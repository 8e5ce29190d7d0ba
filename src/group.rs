//! The group: a root source file, its transitive includes, and their
//! lifecycle from parse through generation.
//!
//! A [`JsGroup`] moves through three phases:
//!
//! ```text
//! Empty ──parse()──▶ Parsed ──generate()──▶ Generated ──post_process()──▶ Generated (slim)
//!   ▲                                                                        │
//!   └───────────────────────── reset() re-parses from any phase ◀────────────┘
//! ```
//!
//! The phase is a tagged enum, not a bundle of nullable fields, so there is
//! never ambiguity about which data is valid: `Parsed` always owns a
//! directive tree, `Generated` owns an optional one (dropped by
//! `post_process()` since the tree is only needed while generating), and
//! `Empty` owns nothing. Transitions replace the whole phase value. A failed
//! `generate()` leaves the phase untouched, so the caller may fix the
//! environment and retry.
//!
//! ## Staleness
//!
//! [`JsGroup::is_stale`] compares a freshly computed content hash (file
//! contents re-read from disk) against a previously stored one — the
//! parse-time hash for in-process callers, or the persisted
//! [`StateManifest`](crate::state::StateManifest) hash across CLI runs. No
//! stored hash means unconditionally stale. This check is independent of the
//! per-target modification-time skip inside generation: the hash decides
//! whether to regenerate at all, the mtime decides which target files can be
//! skipped when we do.

use crate::config::{BuildConfig, ResourcesConfig};
use crate::directive::DirectiveTree;
use crate::generate::{GenerateError, GenerateReport, GenerationJob, generate_all};
use crate::hash::GroupHash;
use crate::modes::GenerationMode;
use crate::parse::{self, ParseError};
use crate::render::render;
use crate::resource::{LibraryBundle, ResourceFetcher, ResourceOrigin};
use std::fs;
use std::io;
use std::mem;
use std::path::{Path, PathBuf};
use std::time::SystemTime;
use thiserror::Error;

#[derive(Error, Debug)]
pub enum GroupError {
    #[error("group has not been parsed; call parse() before generate()")]
    NotParsed,
    #[error(transparent)]
    Parse(#[from] ParseError),
    #[error("IO error: {0}")]
    Io(#[from] io::Error),
    #[error(transparent)]
    Generate(#[from] GenerateError),
}

/// One loaded source file, immutable once read.
#[derive(Debug, Clone)]
pub struct SourceFile {
    /// Path relative to the group's source root.
    pub path: PathBuf,
    pub text: String,
    pub modified: SystemTime,
}

enum Phase {
    Empty,
    Parsed {
        files: Vec<SourceFile>,
        tree: DirectiveTree,
        hash: GroupHash,
    },
    Generated {
        files: Vec<SourceFile>,
        /// `None` once `post_process()` has released the tree.
        tree: Option<DirectiveTree>,
        hash: GroupHash,
    },
}

/// A directive-based JavaScript group rooted at one start file.
pub struct JsGroup {
    name: String,
    source_root: PathBuf,
    start: PathBuf,
    modes: Vec<GenerationMode>,
    version: String,
    phase: Phase,
}

impl JsGroup {
    pub fn new(
        name: impl Into<String>,
        source_root: impl Into<PathBuf>,
        start: impl Into<PathBuf>,
        modes: Vec<GenerationMode>,
        version: impl Into<String>,
    ) -> Self {
        Self {
            name: name.into(),
            source_root: source_root.into(),
            start: start.into(),
            modes,
            version: version.into(),
            phase: Phase::Empty,
        }
    }

    /// Build a group from config, resolving paths against `base`.
    pub fn from_config(config: &BuildConfig, base: &Path) -> Self {
        Self::new(
            config.group.clone(),
            base.join(&config.source_root),
            &config.start,
            config.modes.clone(),
            config.version.clone(),
        )
    }

    pub fn name(&self) -> &str {
        &self.name
    }

    pub fn modes(&self) -> &[GenerationMode] {
        &self.modes
    }

    /// The ordered source file set; empty before the first parse.
    pub fn files(&self) -> &[SourceFile] {
        match &self.phase {
            Phase::Empty => &[],
            Phase::Parsed { files, .. } | Phase::Generated { files, .. } => files,
        }
    }

    /// The parse-time content hash; `None` before the first parse.
    pub fn hash(&self) -> Option<&GroupHash> {
        match &self.phase {
            Phase::Empty => None,
            Phase::Parsed { hash, .. } | Phase::Generated { hash, .. } => Some(hash),
        }
    }

    /// Most recent modification time across the file set.
    pub fn last_modified(&self) -> Option<SystemTime> {
        self.files().iter().map(|f| f.modified).max()
    }

    /// Parse the start file and its transitive includes, replacing any
    /// previously loaded file set wholesale.
    pub fn parse(&mut self) -> Result<(), ParseError> {
        let result = parse::parse(&self.source_root, &self.start, &self.version)?;
        let hash = hash_files(&result.sources);
        self.phase = Phase::Parsed { files: result.sources, tree: result.tree, hash };
        Ok(())
    }

    /// Discard all loaded state and re-parse from the start file.
    pub fn reset(&mut self) -> Result<(), ParseError> {
        self.phase = Phase::Empty;
        self.parse()
    }

    /// Render the combined source for one mode. Needs a parse tree.
    pub fn render_for(&self, mode: GenerationMode) -> Result<String, GroupError> {
        Ok(render(self.tree()?, mode))
    }

    /// Generate all configured mode artifacts under `dest`.
    ///
    /// External resources are fetched fresh on every call, before any
    /// worker spawns. On success the group moves to `Generated`; on failure
    /// it stays where it was so the caller may retry.
    pub fn generate<O: ResourceOrigin>(
        &mut self,
        dest: &Path,
        fetcher: &ResourceFetcher<O>,
        resources: &ResourcesConfig,
    ) -> Result<GenerateReport, GroupError> {
        let tree = self.tree()?;
        let libs = LibraryBundle::fetch(fetcher, resources);
        let jobs: Vec<GenerationJob> = self
            .modes
            .iter()
            .map(|&mode| GenerationJob { mode, rendered: render(tree, mode) })
            .collect();

        let report = generate_all(dest, &self.name, jobs, &libs, self.last_modified())?;

        self.phase = match mem::replace(&mut self.phase, Phase::Empty) {
            Phase::Parsed { files, tree, hash } => {
                Phase::Generated { files, tree: Some(tree), hash }
            }
            generated @ Phase::Generated { .. } => generated,
            // tree() above guarantees we were parsed or generated
            Phase::Empty => Phase::Empty,
        };
        Ok(report)
    }

    /// Release the directive tree — it is not needed after generation.
    /// Hash and file list survive for staleness checks.
    pub fn post_process(&mut self) {
        if let Phase::Generated { tree, .. } = &mut self.phase {
            *tree = None;
        }
    }

    /// Re-parse and regenerate unconditionally, then slim down.
    pub fn regenerate<O: ResourceOrigin>(
        &mut self,
        dest: &Path,
        fetcher: &ResourceFetcher<O>,
        resources: &ResourcesConfig,
    ) -> Result<GenerateReport, GroupError> {
        self.reset()?;
        let report = self.generate(dest, fetcher, resources)?;
        self.post_process();
        Ok(report)
    }

    /// Whether artifacts generated against `stored` no longer reflect the
    /// sources on disk. No stored hash forces an initial build; unreadable
    /// sources presume stale (regeneration will surface the real error).
    pub fn is_stale(&self, stored: Option<&GroupHash>) -> bool {
        let Some(stored) = stored else { return true };
        match self.current_hash() {
            Ok(Some(current)) => current != *stored,
            Ok(None) | Err(_) => true,
        }
    }

    /// Recompute the hash over the current file set, re-reading contents
    /// from disk. `None` when no files are loaded.
    fn current_hash(&self) -> io::Result<Option<GroupHash>> {
        let files = self.files();
        if files.is_empty() {
            return Ok(None);
        }
        let mut parts = Vec::with_capacity(files.len());
        for file in files {
            let text = fs::read_to_string(self.source_root.join(&file.path))?;
            parts.push((file.path.to_string_lossy().into_owned(), text));
        }
        Ok(Some(GroupHash::compute(
            parts.iter().map(|(p, t)| (p.as_str(), t.as_str())),
        )))
    }

    fn tree(&self) -> Result<&DirectiveTree, GroupError> {
        match &self.phase {
            Phase::Parsed { tree, .. } => Ok(tree),
            Phase::Generated { tree: Some(tree), .. } => Ok(tree),
            Phase::Empty | Phase::Generated { tree: None, .. } => Err(GroupError::NotParsed),
        }
    }
}

/// Parse-time hash over in-memory file contents.
fn hash_files(files: &[SourceFile]) -> GroupHash {
    let parts: Vec<(String, &str)> = files
        .iter()
        .map(|f| (f.path.to_string_lossy().into_owned(), f.text.as_str()))
        .collect();
    GroupHash::compute(parts.iter().map(|(p, t)| (p.as_str(), *t)))
}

····················

-- What needs to be done --
Lines of the data that include the string "GenerateError" are to be counted; report the total by itself.

-- Answer for this exercise --
2